November 3 is National Sandwich Day!
Yay for sandwiches! I love a good ‘wet’ sandwich: soft, fresh bread, good cuts of meat–and for cold sandwiches–heavy on the pickles and hots. My favorite hot sandwich is a Reuben: corned beef and Swiss cheese on rye with lots of thousand island dressing and sauerkraut. Yum!
Novelist Lawrence Sanders in his book “The First Deadly Sin” describes his detective eating a ‘wet sandwich’ over the sink, accompanied by a bottle of beer. It’s the first time I’d heard the term.

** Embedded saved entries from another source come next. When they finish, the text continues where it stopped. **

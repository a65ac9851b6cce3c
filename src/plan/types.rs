//! 执行计划类型定义
//!
//! Planner 输出的 ExecutionPlan / PlanStep，Executor 产出的 StepResult，
//! 以及人工确认请求 ConfirmationRequest。计划在执行前必须通过 `validate`。

use std::collections::HashSet;

use serde::{Deserialize, Serialize};
use thiserror::Error;

/// 任务复杂度分级
#[derive(Debug, Clone, Copy, PartialEq, Eq, Serialize, Deserialize)]
#[serde(rename_all = "snake_case")]
pub enum Complexity {
    /// 单步即可完成
    SingleStep,
    /// 多步固定计划
    MultiStep,
    /// 探索式：执行后可能需要追加规划
    Exploratory,
}

/// 计划中的一个工具调用步骤
///
/// 参数中允许出现符号引用 `{"$step": N, "$path": "data.campaigns[0].id"}`，
/// 执行时解析为前序步骤结果中的具体值。
#[derive(Debug, Clone, Serialize, Deserialize)]
pub struct PlanStep {
    /// 步骤编号，从 1 开始
    pub id: u32,
    /// 目标工具名（必须已注册）
    pub tool: String,
    #[serde(default)]
    pub params: serde_json::Value,
    /// 依赖的前序步骤编号，必须严格小于本步骤编号
    #[serde(default)]
    pub depends_on: Vec<u32>,
    /// 规划理由（展示给用户 / 写入确认文案）
    #[serde(default)]
    pub rationale: String,
    /// 预估点数消耗
    #[serde(default)]
    pub estimated_cost: u32,
}

/// Planner 产出的执行计划
#[derive(Debug, Clone, Serialize, Deserialize)]
pub struct ExecutionPlan {
    pub goal: String,
    pub complexity: Complexity,
    pub steps: Vec<PlanStep>,
    /// 各步骤预估点数之和（finalize 时计算）
    #[serde(default)]
    pub estimated_cost: u32,
    /// 总预估超过配置阈值时必须为 true，任何步骤执行前需用户确认
    #[serde(default)]
    pub requires_confirmation: bool,
}

/// 计划结构校验错误
#[derive(Error, Debug, PartialEq, Eq)]
pub enum PlanError {
    #[error("plan has no steps")]
    Empty,
    #[error("step id must start from 1: {0}")]
    BadStepId(u32),
    #[error("duplicate step id: {0}")]
    DuplicateId(u32),
    #[error("step {step} references unknown tool: {tool}")]
    UnknownTool { step: u32, tool: String },
    #[error("step {step} depends on step {dep} which is not a strictly lower id")]
    ForwardDependency { step: u32, dep: u32 },
    #[error("step {step} depends on missing step {dep}")]
    MissingDependency { step: u32, dep: u32 },
}

impl ExecutionPlan {
    /// 结构校验：步骤编号从 1 起且不重复、工具均已注册、依赖只指向严格更小的编号。
    /// 自环 / 前向 / 环状引用在「依赖必须严格小于自身」这一条下同时被排除。
    pub fn validate(&self, registered: &HashSet<String>) -> Result<(), PlanError> {
        if self.steps.is_empty() {
            return Err(PlanError::Empty);
        }
        let mut seen = HashSet::new();
        for step in &self.steps {
            if step.id == 0 {
                return Err(PlanError::BadStepId(step.id));
            }
            if !seen.insert(step.id) {
                return Err(PlanError::DuplicateId(step.id));
            }
            if !registered.contains(&step.tool) {
                return Err(PlanError::UnknownTool {
                    step: step.id,
                    tool: step.tool.clone(),
                });
            }
        }
        for step in &self.steps {
            for &dep in &step.depends_on {
                if dep >= step.id {
                    return Err(PlanError::ForwardDependency { step: step.id, dep });
                }
                if !seen.contains(&dep) {
                    return Err(PlanError::MissingDependency { step: step.id, dep });
                }
            }
        }
        Ok(())
    }

    /// 汇总预估点数，并按累计阈值落 requires_confirmation 标记
    pub fn finalize(&mut self, plan_cost_threshold: u32) {
        self.estimated_cost = self.steps.iter().map(|s| s.estimated_cost).sum();
        if self.estimated_cost > plan_cost_threshold {
            self.requires_confirmation = true;
        }
    }

    pub fn step(&self, id: u32) -> Option<&PlanStep> {
        self.steps.iter().find(|s| s.id == id)
    }
}

/// 步骤级错误（记录在 StepResult 中；code 仅用于日志与测试断言）
#[derive(Debug, Clone, Serialize, Deserialize)]
pub struct StepError {
    pub code: String,
    pub message: String,
}

impl StepError {
    pub fn new(code: impl Into<String>, message: impl Into<String>) -> Self {
        Self {
            code: code.into(),
            message: message.into(),
        }
    }

    pub fn cancelled_by_user() -> Self {
        Self::new("cancelled_by_user", "用户取消了该步骤")
    }

    pub fn skipped_dependency(dep: u32) -> Self {
        Self::new(
            "skipped_due_to_dependency_failure",
            format!("前置步骤 {dep} 未成功，跳过执行"),
        )
    }

    pub fn insufficient_credit(required: u32) -> Self {
        Self::new(
            "insufficient_credit",
            format!("点数余额不足（需要 {required}）"),
        )
    }
}

/// 单个步骤的执行结果；一经记录不再修改，按完成顺序追加
#[derive(Debug, Clone, Serialize, Deserialize)]
pub struct StepResult {
    pub step_id: u32,
    pub tool: String,
    pub success: bool,
    #[serde(default)]
    pub payload: serde_json::Value,
    pub error: Option<StepError>,
    /// 实际扣除的点数
    #[serde(default)]
    pub credits_spent: u32,
}

impl StepResult {
    pub fn ok(step_id: u32, tool: impl Into<String>, payload: serde_json::Value, credits: u32) -> Self {
        Self {
            step_id,
            tool: tool.into(),
            success: true,
            payload,
            error: None,
            credits_spent: credits,
        }
    }

    pub fn failed(step_id: u32, tool: impl Into<String>, error: StepError) -> Self {
        Self {
            step_id,
            tool: tool.into(),
            success: false,
            payload: serde_json::Value::Null,
            error: Some(error),
            credits_spent: 0,
        }
    }
}

/// 人机交互种类
#[derive(Debug, Clone, Copy, PartialEq, Eq, Serialize, Deserialize)]
#[serde(rename_all = "snake_case")]
pub enum InteractionKind {
    /// 确认 / 取消
    Confirm,
    /// 从预设选项中选择
    Select,
    /// 自由文本输入
    Input,
}

/// 选择型交互的预设选项
#[derive(Debug, Clone, Serialize, Deserialize)]
pub struct ConfirmOption {
    pub id: String,
    pub label: String,
}

impl ConfirmOption {
    pub fn new(id: impl Into<String>, label: impl Into<String>) -> Self {
        Self {
            id: id.into(),
            label: label.into(),
        }
    }
}

/// Evaluator 产出、HITL Handler 消费的确认请求；用户应答合并后销毁
#[derive(Debug, Clone, Serialize, Deserialize)]
pub struct ConfirmationRequest {
    pub question: String,
    pub kind: InteractionKind,
    /// Select 时的预设；始终包含「取消」逃生项
    #[serde(default)]
    pub options: Vec<ConfirmOption>,
    /// 被挂起的步骤编号；计划级确认为 0
    pub step_id: u32,
    /// Input/Select 时要补齐的参数路径
    #[serde(default)]
    pub missing_param: Option<String>,
}

#[cfg(test)]
mod tests {
    use super::*;

    fn registered() -> HashSet<String> {
        ["campaign_pause", "campaign_update_budget", "report_query"]
            .iter()
            .map(|s| s.to_string())
            .collect()
    }

    fn step(id: u32, tool: &str, deps: Vec<u32>) -> PlanStep {
        PlanStep {
            id,
            tool: tool.into(),
            params: serde_json::json!({}),
            depends_on: deps,
            rationale: String::new(),
            estimated_cost: 0,
        }
    }

    #[test]
    fn test_validate_ok() {
        let plan = ExecutionPlan {
            goal: "暂停计划后调预算".into(),
            complexity: Complexity::MultiStep,
            steps: vec![
                step(1, "campaign_pause", vec![]),
                step(2, "campaign_update_budget", vec![1]),
            ],
            estimated_cost: 0,
            requires_confirmation: false,
        };
        assert!(plan.validate(&registered()).is_ok());
    }

    #[test]
    fn test_validate_rejects_forward_and_self_reference() {
        let plan = ExecutionPlan {
            goal: "g".into(),
            complexity: Complexity::MultiStep,
            steps: vec![step(1, "report_query", vec![2]), step(2, "report_query", vec![])],
            estimated_cost: 0,
            requires_confirmation: false,
        };
        assert_eq!(
            plan.validate(&registered()),
            Err(PlanError::ForwardDependency { step: 1, dep: 2 })
        );

        let self_ref = ExecutionPlan {
            goal: "g".into(),
            complexity: Complexity::SingleStep,
            steps: vec![step(1, "report_query", vec![1])],
            estimated_cost: 0,
            requires_confirmation: false,
        };
        assert!(matches!(
            self_ref.validate(&registered()),
            Err(PlanError::ForwardDependency { step: 1, dep: 1 })
        ));
    }

    #[test]
    fn test_validate_rejects_unknown_tool() {
        let plan = ExecutionPlan {
            goal: "g".into(),
            complexity: Complexity::SingleStep,
            steps: vec![step(1, "made_up_tool", vec![])],
            estimated_cost: 0,
            requires_confirmation: false,
        };
        assert!(matches!(
            plan.validate(&registered()),
            Err(PlanError::UnknownTool { step: 1, .. })
        ));
    }

    #[test]
    fn test_finalize_sets_confirmation_over_threshold() {
        let mut plan = ExecutionPlan {
            goal: "g".into(),
            complexity: Complexity::MultiStep,
            steps: vec![
                PlanStep {
                    estimated_cost: 60,
                    ..step(1, "report_query", vec![])
                },
                PlanStep {
                    estimated_cost: 50,
                    ..step(2, "report_query", vec![])
                },
            ],
            estimated_cost: 0,
            requires_confirmation: false,
        };
        plan.finalize(100);
        assert_eq!(plan.estimated_cost, 110);
        assert!(plan.requires_confirmation);
    }
}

Sanders goes into such loving detail describing the making and eating of this sandwich–taking nearly an entire page to do so, if I remember correctly–that my mouth watered the entire time I was reading.
That’s good writing. (Or maybe it’s my Pavlov response to sandwich descriptions!)
Here’s Your Prompt:
- Write a scene in which one of your characters eats. He doesn’t have to eat a sandwich. If you’re writing fantasy, it could be stew, or bread and cheese. If you’re writing contemporary, maybe it’s wings or tapas. The point is: spend time crafting a few sentences which will make your reader’s mouth water. Don’t spend a page doing it: that was Sanders’ schtick. Write it your way.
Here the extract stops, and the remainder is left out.